## Problem description
Return the lines of the data below in which the string "PathBuf" occurs.

#### Data for this exercise

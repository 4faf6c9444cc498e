//! Container state as seen by image commands.
//!
//! Containers are tracked in `<data_root>/<namespace>/containers.json` by
//! whatever creates them. Image removal only reads the file: on every load,
//! records claiming to be running with a dead PID are treated as stopped.

use std::path::{Path, PathBuf};

use async_trait::async_trait;
use cask_core::{CaskError, Result};
use cask_image::ops::{ContainerLookup, ContainerUse};
use cask_image::OpContext;
use serde::{Deserialize, Serialize};

/// File name of the container state inside a namespace directory.
pub const STATE_FILE: &str = "containers.json";

/// Metadata record for a single container.
#[derive(Debug, Clone, PartialEq, Serialize, Deserialize)]
pub struct ContainerRecord {
    pub id: String,
    #[serde(default)]
    pub name: String,
    /// Image name or target digest the container was created from
    pub image: String,
    /// "created" | "running" | "stopped" | "dead"
    pub status: String,
    /// Init process PID (set when running)
    #[serde(default)]
    pub pid: Option<u32>,
}

impl ContainerRecord {
    fn is_running(&self) -> bool {
        self.status == "running" && self.pid.map(is_process_alive).unwrap_or(false)
    }
}

/// Read-only view of the container state file.
#[derive(Debug, Clone)]
pub struct StateFile {
    path: PathBuf,
}

impl StateFile {
    pub fn new(path: impl Into<PathBuf>) -> Self {
        Self { path: path.into() }
    }

    /// State file of `namespace` under `data_root`.
    pub fn for_namespace(data_root: &Path, namespace: &str) -> Self {
        Self::new(data_root.join(namespace).join(STATE_FILE))
    }

    /// All records; a missing file means no containers.
    pub fn load(&self) -> Result<Vec<ContainerRecord>> {
        if !self.path.exists() {
            return Ok(Vec::new());
        }
        let data = std::fs::read_to_string(&self.path)?;
        serde_json::from_str(&data).map_err(|e| {
            CaskError::Config(format!("failed to parse {}: {e}", self.path.display()))
        })
    }
}

#[async_trait]
impl ContainerLookup for StateFile {
    async fn containers(&self, _ctx: &OpContext) -> Result<Vec<ContainerUse>> {
        Ok(self
            .load()?
            .into_iter()
            .map(|r| ContainerUse {
                running: r.is_running(),
                id: r.id,
                image: r.image,
            })
            .collect())
    }
}

/// Check if a process is alive by sending signal 0.
fn is_process_alive(pid: u32) -> bool {
    // SAFETY: signal 0 performs only the existence and permission check.
    unsafe { libc::kill(pid as i32, 0) == 0 }
}
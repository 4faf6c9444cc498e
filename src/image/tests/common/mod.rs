//! Shared fixtures: an in-memory registry and local test clients.

#![allow(dead_code)]

use std::collections::{BTreeMap, HashMap};
use std::io::Write;
use std::sync::Arc;

use async_trait::async_trait;
use cask_core::{CaskConfig, CaskError, Result};
use cask_image::descriptor::Descriptor;
use cask_image::manifest::{new_config, new_index, new_manifest, ConfigExt};
use cask_image::remote::{Fetcher, Pusher, RemoteFactory, Resolver};
use cask_image::{digest, media, Client, OpContext, Platform, Reference};
use parking_lot::Mutex;
use tempfile::TempDir;

#[derive(Default)]
struct State {
    blobs: HashMap<String, Vec<u8>>,
    manifests: HashMap<String, Descriptor>,
    /// `domain/path:tag` -> manifest digest
    tags: HashMap<String, String>,
}

/// A registry holding everything in memory. With `https_broken`, every
/// HTTPS request fails with a scheme mismatch.
#[derive(Clone, Default)]
pub struct MemoryRegistry {
    state: Arc<Mutex<State>>,
    pub https_broken: bool,
}

impl MemoryRegistry {
    pub fn new() -> Self {
        Self::default()
    }

    pub fn plain_http_only() -> Self {
        Self {
            https_broken: true,
            ..Self::default()
        }
    }

    pub fn has_blob(&self, digest: &str) -> bool {
        self.state.lock().blobs.contains_key(digest)
    }

    pub fn tagged(&self, reference: &str) -> Option<String> {
        let r = Reference::parse_normalized(reference).ok()?;
        let key = format!("{}:{}", r.name(), r.tag.as_deref().unwrap_or("latest"));
        self.state.lock().tags.get(&key).cloned()
    }

    fn put_blob(&self, media_type: &str, data: Vec<u8>) -> Descriptor {
        let desc = Descriptor::of(media_type, &data);
        self.state.lock().blobs.insert(desc.digest.clone(), data);
        desc
    }

    fn put_manifest(&self, reference: Option<&str>, media_type: &str, data: Vec<u8>) -> Descriptor {
        let desc = self.put_blob(media_type, data);
        let mut state = self.state.lock();
        state.manifests.insert(desc.digest.clone(), desc.clone());
        if let Some(reference) = reference {
            let r = Reference::parse_normalized(reference).unwrap();
            let key = format!("{}:{}", r.name(), r.tag.as_deref().unwrap_or("latest"));
            state.tags.insert(key, desc.digest.clone());
        }
        desc
    }

    /// Publish a single-platform Docker image built from layer tarballs.
    pub fn publish(&self, reference: &str, platform: &str, layers: &[Vec<u8>]) -> Descriptor {
        let (desc, _) = self.manifest(platform, layers);
        let data = self.state.lock().blobs[&desc.digest].clone();
        self.put_manifest(Some(reference), media::DOCKER_MANIFEST, data)
    }

    /// Publish an OCI index with one manifest per platform.
    pub fn publish_index(&self, reference: &str, platforms: &[(&str, Vec<Vec<u8>>)]) -> Descriptor {
        let mut manifests = Vec::new();
        for (platform, layers) in platforms {
            let (desc, platform) = self.manifest(platform, layers);
            manifests.push(desc.with_platform(Some(platform)));
        }
        let index = new_index(media::OCI_INDEX, &manifests).unwrap();
        self.put_manifest(Some(reference), media::OCI_INDEX, serde_json::to_vec(&index).unwrap())
    }

    fn manifest(&self, platform: &str, layers: &[Vec<u8>]) -> (Descriptor, Platform) {
        let platform = Platform::parse(platform).unwrap();
        let mut config = new_config(&platform).unwrap();
        let mut descs = Vec::new();
        for tar in layers {
            descs.push(self.put_blob(media::DOCKER_LAYER_GZIP, gzip(tar)));
        }
        config.replace_diff_ids(layers.iter().map(|tar| digest::sha256_of(tar)).collect());
        let config = self.put_blob(media::DOCKER_CONFIG, serde_json::to_vec(&config).unwrap());
        let manifest = new_manifest(media::DOCKER_MANIFEST, &config, &descs).unwrap();
        let desc = self.put_manifest(None, media::DOCKER_MANIFEST, serde_json::to_vec(&manifest).unwrap());
        (desc, platform)
    }
}

impl RemoteFactory for MemoryRegistry {
    fn resolver(&self, domain: &str, plain_http: bool) -> Result<Arc<dyn Resolver>> {
        Ok(Arc::new(MemoryResolver {
            registry: self.clone(),
            domain: domain.to_string(),
            plain_http,
        }))
    }
}

struct MemoryResolver {
    registry: MemoryRegistry,
    domain: String,
    plain_http: bool,
}

impl MemoryResolver {
    fn check_scheme(&self) -> Result<()> {
        if self.registry.https_broken && !self.plain_http {
            return Err(CaskError::SchemeMismatch {
                registry: self.domain.clone(),
                message: "http: server gave HTTP response to HTTPS client".to_string(),
            });
        }
        Ok(())
    }
}

#[async_trait]
impl Resolver for MemoryResolver {
    async fn resolve(&self, _ctx: &OpContext, reference: &Reference) -> Result<(String, Descriptor)> {
        self.check_scheme()?;
        let state = self.registry.state.lock();
        let digest = match (&reference.digest, &reference.tag) {
            (Some(d), _) => Some(d.clone()),
            (None, Some(tag)) => state.tags.get(&format!("{}:{}", reference.name(), tag)).cloned(),
            (None, None) => None,
        };
        let desc = digest
            .and_then(|d| state.manifests.get(&d).cloned())
            .ok_or_else(|| CaskError::not_found(format!("{reference}")))?;
        Ok((reference.to_string(), desc))
    }

    fn fetcher(&self, _reference: &Reference) -> Result<Arc<dyn Fetcher>> {
        self.check_scheme()?;
        Ok(Arc::new(MemoryFetcher {
            registry: self.registry.clone(),
        }))
    }

    fn pusher(&self, reference: &Reference) -> Result<Arc<dyn Pusher>> {
        self.check_scheme()?;
        Ok(Arc::new(MemoryPusher {
            registry: self.registry.clone(),
            name: reference.name(),
        }))
    }
}

struct MemoryFetcher {
    registry: MemoryRegistry,
}

#[async_trait]
impl Fetcher for MemoryFetcher {
    async fn fetch(&self, _ctx: &OpContext, desc: &Descriptor) -> Result<Vec<u8>> {
        self.registry
            .state
            .lock()
            .blobs
            .get(&desc.digest)
            .cloned()
            .ok_or_else(|| CaskError::not_found(desc.digest.clone()))
    }
}

struct MemoryPusher {
    registry: MemoryRegistry,
    name: String,
}

#[async_trait]
impl Pusher for MemoryPusher {
    async fn push_blob(&self, _ctx: &OpContext, desc: &Descriptor, data: Vec<u8>) -> Result<()> {
        assert_eq!(digest::sha256_of(&data), desc.digest);
        self.registry.state.lock().blobs.insert(desc.digest.clone(), data);
        Ok(())
    }

    async fn push_manifest(
        &self,
        _ctx: &OpContext,
        desc: &Descriptor,
        data: Vec<u8>,
        tag: Option<&str>,
    ) -> Result<()> {
        let mut state = self.registry.state.lock();
        state.blobs.insert(desc.digest.clone(), data);
        state.manifests.insert(desc.digest.clone(), desc.clone());
        if let Some(tag) = tag {
            state.tags.insert(format!("{}:{tag}", self.name), desc.digest.clone());
        }
        Ok(())
    }
}

/// A client over a fresh store in `tmp` talking to `registry`.
pub fn client(tmp: &TempDir, registry: &MemoryRegistry) -> Client {
    client_with(tmp, registry, |_| {})
}

pub fn client_with(tmp: &TempDir, registry: &MemoryRegistry, tweak: impl FnOnce(&mut CaskConfig)) -> Client {
    let mut config = CaskConfig {
        data_root: tmp.path().to_path_buf(),
        hosts_dir: Vec::new(),
        ..Default::default()
    };
    tweak(&mut config);
    Client::open(config)
        .unwrap()
        .with_remotes(Arc::new(registry.clone()))
}

/// Tarball with the given regular files.
pub fn layer(files: &[(&str, &[u8])]) -> Vec<u8> {
    let mut builder = tar::Builder::new(Vec::new());
    for (path, data) in files {
        let mut header = tar::Header::new_gnu();
        header.set_size(data.len() as u64);
        header.set_mode(0o644);
        header.set_mtime(1_700_000_000);
        header.set_cksum();
        builder.append_data(&mut header, path, *data).unwrap();
    }
    builder.into_inner().unwrap()
}

pub fn gzip(data: &[u8]) -> Vec<u8> {
    let mut enc = flate2::write::GzEncoder::new(Vec::new(), flate2::Compression::default());
    enc.write_all(data).unwrap();
    enc.finish().unwrap()
}

/// Labels of a stored blob.
pub async fn blob_labels(client: &Client, ctx: &OpContext, digest: &str) -> BTreeMap<String, String> {
    client.content().info(ctx, digest).await.unwrap().labels
}

/// The host platform as `os/arch[/variant]`.
pub fn host() -> String {
    Platform::host().to_string()
}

########

## Exercise result
use std::path::{Path, PathBuf};
    path: PathBuf,
    pub fn new(path: impl Into<PathBuf>) -> Self {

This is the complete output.